● RECORDS SHOWN
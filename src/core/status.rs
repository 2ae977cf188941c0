//! Exported status view
//!
//! Read-only report of completed orders and whether each one is flagged as
//! exported. The view uses the marker's value, unlike selection, which only
//! checks whether the key is present: `""` and `"0"` read as not exported
//! here even though export skips those orders and reset clears them.

use crate::adapters::store::OrderStore;
use crate::core::export::row::ORDER_DATE_FORMAT;
use crate::core::settings::ExportSettings;
use crate::domain::ids::OrderId;
use crate::domain::order::OrderStatus;
use crate::domain::Result;
use serde::Serialize;

/// Whether a stored marker value reads as "exported"
pub fn is_truthy_marker(value: Option<&str>) -> bool {
    !matches!(value, None | Some("") | Some("0"))
}

/// One line of the report
#[derive(Debug, Clone, PartialEq, Eq, Serialize)]
pub struct OrderStatusEntry {
    pub order_id: OrderId,
    pub order_date: String,
    pub billing_email: String,
    pub order_total: String,
    /// Raw marker value, `None` when the key is absent
    pub marker_value: Option<String>,
    pub exported: bool,
}

/// Status of every completed order
#[derive(Debug, Clone, Default, Serialize)]
pub struct OrderStatusReport {
    pub marker_field: String,
    pub entries: Vec<OrderStatusEntry>,
}

impl OrderStatusReport {
    /// Read every completed order and its marker value
    ///
    /// # Errors
    ///
    /// Returns an error if the store cannot be read
    pub async fn collect(
        store: &(dyn OrderStore + Send + Sync),
        settings: &ExportSettings,
    ) -> Result<Self> {
        let marker = settings.marker_field_name();
        let orders = store.orders_with_status(OrderStatus::Completed).await?;

        let mut entries = Vec::with_capacity(orders.len());
        for order in orders {
            let marker_value = store.get_meta(&order.id, marker).await?;
            entries.push(OrderStatusEntry {
                order_date: order.date_created.format(ORDER_DATE_FORMAT).to_string(),
                billing_email: order.billing_email,
                order_total: order.total.to_string(),
                exported: is_truthy_marker(marker_value.as_deref()),
                marker_value,
                order_id: order.id,
            });
        }

        let report = Self {
            marker_field: marker.to_string(),
            entries,
        };

        tracing::debug!(
            completed = report.total(),
            exported = report.exported_count(),
            "Collected order export status"
        );

        Ok(report)
    }

    pub fn total(&self) -> usize {
        self.entries.len()
    }

    pub fn exported_count(&self) -> usize {
        self.entries.iter().filter(|e| e.exported).count()
    }

    pub fn pending_count(&self) -> usize {
        self.total() - self.exported_count()
    }

    /// Orders a new export would pick up (marker key absent)
    pub fn selectable_count(&self) -> usize {
        self.entries
            .iter()
            .filter(|e| e.marker_value.is_none())
            .count()
    }
}
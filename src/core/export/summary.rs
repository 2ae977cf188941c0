//! Export summary and reporting
//!
//! This module defines structures for tracking and reporting export results.

use crate::domain::ids::OrderId;
use std::time::Duration;

/// Summary of one export run
#[derive(Debug, Clone, Default)]
pub struct ExportSummary {
    /// Marker field the run selected on and wrote
    pub marker_field: String,

    /// Number of custom columns after the fixed ones
    pub custom_columns: usize,

    /// Orders marked as exported, in output order
    pub exported_orders: Vec<OrderId>,

    /// Name of the produced file
    pub file_name: String,

    /// Duration of the export
    pub duration: Duration,
}

impl ExportSummary {
    /// Create a new empty export summary
    pub fn new(marker_field: impl Into<String>, custom_columns: usize) -> Self {
        Self {
            marker_field: marker_field.into(),
            custom_columns,
            ..Self::default()
        }
    }

    /// Set the duration
    pub fn with_duration(mut self, duration: Duration) -> Self {
        self.duration = duration;
        self
    }

    /// Record one order that was written and marked
    pub fn add_exported(&mut self, order_id: OrderId) {
        self.exported_orders.push(order_id);
    }

    pub fn exported_count(&self) -> usize {
        self.exported_orders.len()
    }

    /// Whether the run found nothing to export
    pub fn is_empty(&self) -> bool {
        self.exported_orders.is_empty()
    }

    /// Log the summary
    pub fn log_summary(&self) {
        tracing::info!(
            exported = self.exported_count(),
            custom_columns = self.custom_columns,
            marker_field = %self.marker_field,
            file_name = %self.file_name,
            duration_ms = self.duration.as_millis() as u64,
            "Export completed"
        );

        if self.is_empty() {
            tracing::info!("No unexported completed orders; payload holds the header only");
        }
    }
}
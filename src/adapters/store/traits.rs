//! Order store abstraction traits
//!
//! This module defines the traits that order store adapters must implement
//! to work with the export and reset engines.

use crate::domain::ids::OrderId;
use crate::domain::order::{Order, OrderStatus};
use crate::domain::Result;
use async_trait::async_trait;

/// Presence test applied to one metadata key
#[derive(Debug, Clone, Copy, PartialEq, Eq)]
pub enum MetaPresence {
    /// The key exists, whatever its value (including the empty string)
    Exists,
    /// The key is absent
    NotExists,
}

/// Filter for [`OrderStore::query_orders`]
///
/// Matches orders with the given status whose metadata key passes the
/// presence test. Values are never inspected.
#[derive(Debug, Clone, PartialEq, Eq)]
pub struct OrderQuery {
    /// Required order status
    pub status: OrderStatus,

    /// Metadata key to test
    pub meta_key: String,

    /// Presence test for `meta_key`
    pub presence: MetaPresence,
}

impl OrderQuery {
    /// Completed orders that do not carry `meta_key`
    pub fn completed_without(meta_key: impl Into<String>) -> Self {
        Self {
            status: OrderStatus::Completed,
            meta_key: meta_key.into(),
            presence: MetaPresence::NotExists,
        }
    }

    /// Completed orders that carry `meta_key`
    pub fn completed_with(meta_key: impl Into<String>) -> Self {
        Self {
            status: OrderStatus::Completed,
            meta_key: meta_key.into(),
            presence: MetaPresence::Exists,
        }
    }

    /// Evaluate the filter against one order
    pub fn matches(&self, order: &Order) -> bool {
        if order.status != self.status {
            return false;
        }
        let present = order.has_meta(&self.meta_key);
        match self.presence {
            MetaPresence::Exists => present,
            MetaPresence::NotExists => !present,
        }
    }
}

/// Order store trait
///
/// Reads are returned in store order; callers must not assume any sort.
/// Every call is independent: no transaction spans several calls.
#[async_trait]
pub trait OrderStore: Send + Sync {
    /// Short backend name for logs
    fn backend_name(&self) -> &str;

    /// Orders matching a status and metadata-presence filter
    ///
    /// # Errors
    ///
    /// Returns an error if the store cannot be read.
    async fn query_orders(&self, query: &OrderQuery) -> Result<Vec<Order>>;

    /// All orders with the given status
    ///
    /// # Errors
    ///
    /// Returns an error if the store cannot be read.
    async fn orders_with_status(&self, status: OrderStatus) -> Result<Vec<Order>>;

    /// Read one metadata value; `Ok(None)` when the key is absent
    ///
    /// # Errors
    ///
    /// Returns an error if the order does not exist or the store cannot be read.
    async fn get_meta(&self, order_id: &OrderId, key: &str) -> Result<Option<String>>;

    /// Create or overwrite one metadata value
    ///
    /// # Errors
    ///
    /// Returns an error if the order does not exist or the write fails.
    async fn update_meta(&self, order_id: &OrderId, key: &str, value: &str) -> Result<()>;

    /// Remove one metadata key; removing an absent key is not an error
    ///
    /// # Errors
    ///
    /// Returns an error if the order does not exist or the write fails.
    async fn delete_meta(&self, order_id: &OrderId, key: &str) -> Result<()>;
}

/// Persisted key/value options (site settings)
#[async_trait]
pub trait SettingsStore: Send + Sync {
    /// Read a named option; `Ok(None)` when it was never saved
    ///
    /// # Errors
    ///
    /// Returns an error if the settings cannot be read.
    async fn get_option(&self, name: &str) -> Result<Option<String>>;
}
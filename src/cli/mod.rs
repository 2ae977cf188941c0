//! CLI interface and argument parsing
//!
//! This module provides the command-line interface for the order exporter
//! using clap.

pub mod commands;

use clap::{Parser, Subcommand};

/// Order Exporter - completed orders to CSV with exported-flag tracking
#[derive(Parser, Debug)]
#[command(name = "order-exporter")]
#[command(version, about, long_about = None)]
#[command(author = "Order Exporter Contributors")]
pub struct Cli {
    /// Path to configuration file
    #[arg(
        short,
        long,
        default_value = "order-exporter.toml",
        env = "ORDER_EXPORTER_CONFIG"
    )]
    pub config: String,

    /// Log level (trace, debug, info, warn, error)
    #[arg(short, long, env = "ORDER_EXPORTER_LOG_LEVEL")]
    pub log_level: Option<String>,

    /// Subcommand to execute
    #[command(subcommand)]
    pub command: Commands,
}

/// Available commands
#[derive(Subcommand, Debug)]
pub enum Commands {
    /// Export unexported completed orders to CSV and flag them
    Export(commands::export::ExportArgs),

    /// Remove the exported flag from all completed orders
    Unset(commands::unset::UnsetArgs),

    /// Show which completed orders are flagged as exported
    Status(commands::status::StatusArgs),

    /// Validate configuration file
    ValidateConfig(commands::validate::ValidateArgs),

    /// Initialize a new configuration file
    Init(commands::init::InitArgs),
}

#[cfg(test)]
mod tests {
    use super::*;

    #[test]
    fn test_cli_parse_export() {
        let cli = Cli::parse_from(["order-exporter", "export", "--token", "abc"]);
        assert_eq!(cli.config, "order-exporter.toml");
        match cli.command {
            Commands::Export(args) => assert_eq!(args.token.as_deref(), Some("abc")),
            other => panic!("unexpected command: {other:?}"),
        }
    }

    #[test]
    fn test_cli_parse_with_config() {
        let cli = Cli::parse_from(["order-exporter", "--config", "custom.toml", "status"]);
        assert_eq!(cli.config, "custom.toml");
    }

    #[test]
    fn test_cli_parse_with_log_level() {
        let cli = Cli::parse_from(["order-exporter", "--log-level", "debug", "status"]);
        assert_eq!(cli.log_level, Some("debug".to_string()));
    }

    #[test]
    fn test_cli_parse_unset() {
        let cli = Cli::parse_from(["order-exporter", "unset", "--yes"]);
        match cli.command {
            Commands::Unset(args) => assert!(args.yes),
            other => panic!("unexpected command: {other:?}"),
        }
    }

    #[test]
    fn test_cli_parse_validate_config() {
        let cli = Cli::parse_from(["order-exporter", "validate-config"]);
        assert!(matches!(cli.command, Commands::ValidateConfig(_)));
    }

    #[test]
    fn test_cli_parse_init() {
        let cli = Cli::parse_from(["order-exporter", "init"]);
        assert!(matches!(cli.command, Commands::Init(_)));
    }

    #[test]
    fn test_stdout_conflicts_with_output_dir() {
        let result = Cli::try_parse_from([
            "order-exporter",
            "export",
            "--stdout",
            "--output-dir",
            "out",
        ]);
        assert!(result.is_err());
    }
}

● ACTION ITEM
Could you restate, word for word, the lines above from the one with "let mut entries" to the one with "let report = Self", both included?

● THE COMPLETED TASK
        let mut entries = Vec::with_capacity(orders.len());
        for order in orders {
            let marker_value = store.get_meta(&order.id, marker).await?;
            entries.push(OrderStatusEntry {
                order_date: order.date_created.format(ORDER_DATE_FORMAT).to_string(),
                billing_email: order.billing_email,
                order_total: order.total.to_string(),
                exported: is_truthy_marker(marker_value.as_deref()),
                marker_value,
                order_id: order.id,
            });
        }

        let report = Self {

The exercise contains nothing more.